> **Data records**
=== Begin Enclosure ===
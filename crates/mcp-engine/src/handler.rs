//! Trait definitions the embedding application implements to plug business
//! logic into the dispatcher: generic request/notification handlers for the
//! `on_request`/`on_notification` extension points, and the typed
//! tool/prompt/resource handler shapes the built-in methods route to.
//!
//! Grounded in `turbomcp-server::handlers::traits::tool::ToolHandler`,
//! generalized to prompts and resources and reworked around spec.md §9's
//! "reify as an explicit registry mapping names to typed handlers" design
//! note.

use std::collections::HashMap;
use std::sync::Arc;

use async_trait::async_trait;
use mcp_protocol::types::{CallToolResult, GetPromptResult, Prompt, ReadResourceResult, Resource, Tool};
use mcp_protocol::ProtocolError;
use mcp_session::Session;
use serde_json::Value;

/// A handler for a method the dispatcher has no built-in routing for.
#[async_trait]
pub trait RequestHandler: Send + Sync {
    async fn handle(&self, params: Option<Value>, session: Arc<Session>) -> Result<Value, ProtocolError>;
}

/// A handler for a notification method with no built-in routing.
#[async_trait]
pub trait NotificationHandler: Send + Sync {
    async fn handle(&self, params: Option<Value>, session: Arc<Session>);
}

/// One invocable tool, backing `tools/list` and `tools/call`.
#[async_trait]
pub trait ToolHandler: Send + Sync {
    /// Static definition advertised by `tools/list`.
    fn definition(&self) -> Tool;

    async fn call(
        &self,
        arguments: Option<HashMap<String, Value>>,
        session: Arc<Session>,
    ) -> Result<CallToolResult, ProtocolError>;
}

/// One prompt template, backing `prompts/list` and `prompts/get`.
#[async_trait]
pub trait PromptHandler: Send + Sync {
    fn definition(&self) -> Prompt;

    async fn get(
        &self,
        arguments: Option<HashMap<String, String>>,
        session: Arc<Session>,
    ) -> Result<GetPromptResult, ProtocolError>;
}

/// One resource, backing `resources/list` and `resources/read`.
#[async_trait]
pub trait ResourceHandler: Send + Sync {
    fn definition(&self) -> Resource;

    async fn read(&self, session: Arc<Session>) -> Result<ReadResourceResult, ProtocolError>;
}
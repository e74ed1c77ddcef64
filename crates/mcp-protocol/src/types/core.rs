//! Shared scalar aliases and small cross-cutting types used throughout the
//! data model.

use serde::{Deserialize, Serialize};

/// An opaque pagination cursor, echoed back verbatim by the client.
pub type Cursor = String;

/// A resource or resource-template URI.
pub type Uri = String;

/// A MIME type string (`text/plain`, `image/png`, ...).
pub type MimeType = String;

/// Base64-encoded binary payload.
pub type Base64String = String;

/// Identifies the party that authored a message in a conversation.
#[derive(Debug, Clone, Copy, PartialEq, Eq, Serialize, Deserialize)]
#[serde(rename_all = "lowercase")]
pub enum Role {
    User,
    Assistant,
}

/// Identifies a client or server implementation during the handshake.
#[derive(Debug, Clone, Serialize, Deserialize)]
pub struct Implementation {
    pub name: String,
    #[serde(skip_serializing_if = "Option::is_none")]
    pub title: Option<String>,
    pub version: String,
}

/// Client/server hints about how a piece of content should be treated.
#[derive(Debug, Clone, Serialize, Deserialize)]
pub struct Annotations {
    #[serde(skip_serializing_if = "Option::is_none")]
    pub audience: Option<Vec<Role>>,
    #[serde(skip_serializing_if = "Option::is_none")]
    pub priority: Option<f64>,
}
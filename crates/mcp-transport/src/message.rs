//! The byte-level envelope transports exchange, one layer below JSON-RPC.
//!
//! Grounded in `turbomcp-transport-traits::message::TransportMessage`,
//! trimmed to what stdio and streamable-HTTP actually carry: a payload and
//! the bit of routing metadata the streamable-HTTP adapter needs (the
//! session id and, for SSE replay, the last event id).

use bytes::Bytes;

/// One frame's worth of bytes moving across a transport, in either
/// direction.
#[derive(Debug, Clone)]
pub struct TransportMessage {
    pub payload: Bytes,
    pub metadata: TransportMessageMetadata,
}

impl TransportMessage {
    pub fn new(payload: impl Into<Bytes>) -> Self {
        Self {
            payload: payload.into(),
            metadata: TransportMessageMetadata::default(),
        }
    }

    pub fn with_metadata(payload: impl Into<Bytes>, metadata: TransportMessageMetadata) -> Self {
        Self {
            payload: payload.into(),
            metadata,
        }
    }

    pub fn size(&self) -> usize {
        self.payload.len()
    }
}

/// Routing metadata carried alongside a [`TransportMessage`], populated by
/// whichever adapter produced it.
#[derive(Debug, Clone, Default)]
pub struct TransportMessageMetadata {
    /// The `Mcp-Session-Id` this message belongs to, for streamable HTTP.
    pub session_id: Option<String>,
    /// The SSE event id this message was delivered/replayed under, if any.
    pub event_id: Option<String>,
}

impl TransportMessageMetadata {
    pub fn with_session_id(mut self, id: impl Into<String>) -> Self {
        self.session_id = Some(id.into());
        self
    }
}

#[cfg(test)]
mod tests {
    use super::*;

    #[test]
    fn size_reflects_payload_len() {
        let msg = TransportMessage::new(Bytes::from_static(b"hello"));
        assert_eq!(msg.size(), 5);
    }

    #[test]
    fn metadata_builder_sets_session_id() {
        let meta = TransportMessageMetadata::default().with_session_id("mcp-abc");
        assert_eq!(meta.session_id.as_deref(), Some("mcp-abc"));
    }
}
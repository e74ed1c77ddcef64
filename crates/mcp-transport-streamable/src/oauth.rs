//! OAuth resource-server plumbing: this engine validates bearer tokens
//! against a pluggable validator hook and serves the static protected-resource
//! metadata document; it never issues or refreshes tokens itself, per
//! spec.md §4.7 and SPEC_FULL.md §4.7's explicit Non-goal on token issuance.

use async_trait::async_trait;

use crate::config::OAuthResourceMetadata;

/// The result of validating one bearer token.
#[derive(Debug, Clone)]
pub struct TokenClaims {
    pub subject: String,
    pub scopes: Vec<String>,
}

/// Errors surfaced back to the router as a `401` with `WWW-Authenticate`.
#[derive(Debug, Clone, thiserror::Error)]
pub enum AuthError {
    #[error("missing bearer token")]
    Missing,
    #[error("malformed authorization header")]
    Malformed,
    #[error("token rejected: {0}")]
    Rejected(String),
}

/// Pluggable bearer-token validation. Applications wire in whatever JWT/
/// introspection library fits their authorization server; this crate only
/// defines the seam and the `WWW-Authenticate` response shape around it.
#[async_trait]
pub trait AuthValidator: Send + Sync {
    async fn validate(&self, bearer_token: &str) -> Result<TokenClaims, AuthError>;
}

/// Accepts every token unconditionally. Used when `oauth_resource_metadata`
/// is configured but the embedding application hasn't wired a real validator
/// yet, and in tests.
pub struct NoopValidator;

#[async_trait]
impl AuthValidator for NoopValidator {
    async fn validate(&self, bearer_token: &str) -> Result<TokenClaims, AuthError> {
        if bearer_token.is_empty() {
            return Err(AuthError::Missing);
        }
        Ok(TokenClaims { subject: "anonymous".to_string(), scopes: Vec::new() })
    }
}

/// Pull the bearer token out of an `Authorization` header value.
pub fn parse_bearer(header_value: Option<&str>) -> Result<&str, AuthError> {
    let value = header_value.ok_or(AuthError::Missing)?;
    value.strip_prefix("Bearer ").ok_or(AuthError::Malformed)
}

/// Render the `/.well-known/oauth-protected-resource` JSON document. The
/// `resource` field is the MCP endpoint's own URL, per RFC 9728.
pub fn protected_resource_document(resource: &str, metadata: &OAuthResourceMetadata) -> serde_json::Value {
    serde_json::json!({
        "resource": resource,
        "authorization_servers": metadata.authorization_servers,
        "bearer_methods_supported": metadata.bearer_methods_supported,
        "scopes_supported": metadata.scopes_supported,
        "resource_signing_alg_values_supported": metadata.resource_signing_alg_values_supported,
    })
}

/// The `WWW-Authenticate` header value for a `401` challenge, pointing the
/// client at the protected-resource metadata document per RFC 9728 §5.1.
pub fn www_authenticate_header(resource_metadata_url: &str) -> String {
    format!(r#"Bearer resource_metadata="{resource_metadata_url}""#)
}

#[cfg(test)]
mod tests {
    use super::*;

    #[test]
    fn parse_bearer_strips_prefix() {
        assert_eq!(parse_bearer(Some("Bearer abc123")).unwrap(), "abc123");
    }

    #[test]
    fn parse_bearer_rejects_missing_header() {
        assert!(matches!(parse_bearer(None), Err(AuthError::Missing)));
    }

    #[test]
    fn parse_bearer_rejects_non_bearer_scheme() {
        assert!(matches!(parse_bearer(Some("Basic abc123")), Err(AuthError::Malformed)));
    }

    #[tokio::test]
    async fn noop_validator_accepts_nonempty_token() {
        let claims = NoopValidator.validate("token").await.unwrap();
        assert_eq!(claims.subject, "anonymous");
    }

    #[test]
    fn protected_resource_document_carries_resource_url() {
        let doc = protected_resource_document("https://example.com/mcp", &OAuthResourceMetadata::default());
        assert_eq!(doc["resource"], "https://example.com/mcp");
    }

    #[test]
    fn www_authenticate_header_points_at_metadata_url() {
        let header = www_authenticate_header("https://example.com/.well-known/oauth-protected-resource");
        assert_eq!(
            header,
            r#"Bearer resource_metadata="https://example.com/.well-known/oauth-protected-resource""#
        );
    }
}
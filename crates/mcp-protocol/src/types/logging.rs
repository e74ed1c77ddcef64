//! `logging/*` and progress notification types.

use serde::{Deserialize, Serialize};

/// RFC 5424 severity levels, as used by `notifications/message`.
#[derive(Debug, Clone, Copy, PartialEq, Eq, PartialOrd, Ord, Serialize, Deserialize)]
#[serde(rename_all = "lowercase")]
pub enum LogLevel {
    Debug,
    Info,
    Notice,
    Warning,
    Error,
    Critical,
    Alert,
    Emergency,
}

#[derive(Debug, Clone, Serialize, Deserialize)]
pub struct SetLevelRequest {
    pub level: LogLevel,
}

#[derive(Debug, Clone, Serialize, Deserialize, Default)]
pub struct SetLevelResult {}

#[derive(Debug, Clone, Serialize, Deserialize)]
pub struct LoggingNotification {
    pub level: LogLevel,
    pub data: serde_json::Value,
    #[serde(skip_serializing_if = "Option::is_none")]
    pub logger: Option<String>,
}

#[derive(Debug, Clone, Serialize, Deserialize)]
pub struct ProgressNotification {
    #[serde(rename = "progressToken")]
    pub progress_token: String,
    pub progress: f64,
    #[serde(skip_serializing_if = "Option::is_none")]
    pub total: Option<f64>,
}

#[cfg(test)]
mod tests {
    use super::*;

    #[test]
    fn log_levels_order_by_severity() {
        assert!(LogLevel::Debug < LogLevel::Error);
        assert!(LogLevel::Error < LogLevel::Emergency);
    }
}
=== End Enclosure ===
> **The task**
Among the lines of the preceding data, which ones hold the word "ProtocolError"? List them.

> **Written reply**
use mcp_protocol::ProtocolError;
    async fn handle(&self, params: Option<Value>, session: Arc<Session>) -> Result<Value, ProtocolError>;
    ) -> Result<CallToolResult, ProtocolError>;
    ) -> Result<GetPromptResult, ProtocolError>;
    async fn read(&self, session: Arc<Session>) -> Result<ReadResourceResult, ProtocolError>;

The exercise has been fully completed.